Support staff in the classroom are often able to establish a relationship with students that many teachers are unable to achieve. As teaching has become an overwhelmingly middle class profession, many teachers are in schools within communities that do not reflect their own socio-economic status. Hence they’re often unable to empathise with their students’ backgrounds. In schools subject to socio-economic pressures such as those within inner city and coastal communities, and those where once flourishing local economies such as mining have since been decimated, the social challenges facing students and their families are often alien to teachers. But classroom based support staff, who often have more roots in a community than the teachers, can. Thus, they can often be the difference in connecting with students.

That connection might be in effectively supporting behaviour management with a culturally nuanced approach that gets the results a teacher sometimes can’t. Alternatively, it can be showing the necessary empathy to students in cultivating an appropriate climate for learning; one where they don’t feel subject to the ignorance of a teacher who cannot appreciate the challenges facing their family and community. In this capacity, support staff often provide a cultural and social link between schools and the communities they lie within; something many teachers and senior leadership are unable to do. Although, particularly with new academies that have foisted themselves on communities, this is overlooked by many schools.

The relationship between teachers and support staff can resemble that of Ross’ museum in Friends where Joey realises that it’s convention for the scientists and the tour guides to sit separately for lunch. Nonetheless, it’s little wonder that many support staff feel there’s a divide between them and teachers. Relevant information is regularly disseminated to support staff through the grapevine or on a very ad hoc basis. Effective communication between them and the rest of the school can leave much to be desired and that hardly fosters a sense of inclusion within the school community.

Many teachers perceive support staff to be at their whim rather than playing integral roles within the school. They often fail to appreciate that the site team aren’t waiting around idly for the call to fix furniture in their classroom or that the IT staff have a long list of jobs and coming to fix their interactive whiteboard probably isn't the only task for the day. It could be argued that teachers often have a fairly insular perspective in this regard that theirs is not the only job of importance within a school.

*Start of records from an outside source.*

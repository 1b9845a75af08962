//! Interaction entity model
//!
//! This module contains the SeaORM entity model for the interactions table: calls, chats
//! and other customer-facing touchpoints. Rows are created by ingestion and later updated
//! by lifecycle events keyed by `(tenant_id, external_interaction_id)`.

use sea_orm::ActiveModelBehavior;
use sea_orm::entity::prelude::*;
use sea_orm::prelude::DateTimeWithTimeZone;
use serde_json::Value as JsonValue;

/// Interaction entity representing one customer touchpoint
#[derive(Clone, Debug, PartialEq, DeriveEntityModel)]
#[sea_orm(table_name = "interactions")]
pub struct Model {
    /// Unique identifier for the interaction (primary key)
    #[sea_orm(primary_key, auto_increment = false)]
    pub id: Uuid,

    /// Tenant identifier for multi-tenancy
    pub tenant_id: Uuid,

    /// Resolved customer; null until identifiers are known
    pub customer_id: Option<Uuid>,

    /// Identifier assigned by the originating platform, unique per tenant
    pub external_interaction_id: String,

    /// Channel the interaction happened on
    pub channel_id: Uuid,

    /// Vendor handling the interaction, when the vendor code resolved
    pub vendor_id: Option<Uuid>,

    /// Timestamp when the interaction started
    pub started_at: DateTimeWithTimeZone,

    /// Timestamp when the interaction ended
    pub ended_at: Option<DateTimeWithTimeZone>,

    /// Derived from `ended_at - started_at`
    pub duration_seconds: Option<i32>,

    /// inbound / outbound
    pub direction: Option<String>,

    pub language: Option<String>,

    /// Location of the transcript (URL or object key)
    pub transcript_location: Option<String>,

    pub primary_intent: Option<String>,

    #[sea_orm(column_type = "JsonBinary")]
    pub secondary_intents: Option<JsonValue>,

    pub outcome_prediction: Option<String>,

    #[sea_orm(column_type = "Double")]
    pub purchase_probability: Option<f64>,

    /// Raw payload metadata from the originating platform
    #[sea_orm(column_type = "JsonBinary")]
    pub raw_metadata: Option<JsonValue>,

    /// Timestamp when the interaction was created
    pub created_at: DateTimeWithTimeZone,

    /// Timestamp when the interaction was last updated
    pub updated_at: DateTimeWithTimeZone,
}

#[derive(Copy, Clone, Debug, EnumIter, DeriveRelation)]
pub enum Relation {
    #[sea_orm(has_many = "super::interaction_participant::Entity")]
    Participants,
}

impl Related<super::interaction_participant::Entity> for Entity {
    fn to() -> RelationDef {
        Relation::Participants.def()
    }
}

impl ActiveModelBehavior for ActiveModel {}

In the UK, Graduate Teaching Assistants have started to increase their presence in the classroom (they’ve already been a feature of North American schools). This is presumably with a view to making the TA role more ‘professional’ which on one hand isn’t a bad thing if it helps to gain greater recognition for the post. Although, some schools are seeing it as a prerequisite for teacher training. Again, that isn’t necessarily a bad idea in providing trainee teachers with first-hand experience of the classroom before they embark on their training. Conversely, there is the risk that it will attract candidates that ultimately want to become teachers rather than be TAs and therefore lack the necessary attributes and attitudes that make so many TAs great at their jobs.

Schools are essentially communities but they’re often divided within their staff which can only be to detriment of the workplace ethos. Schools and teachers need to address this as they are primarily to blame in creating the two-tier system within schools that is not only unnecessary but disrespectful to fellow professionals. Schools need to give support staff the recognition they deserve for the integral role they play within a school, often in roles that teachers don’t possess the skillset or experience for, and more respect in the process.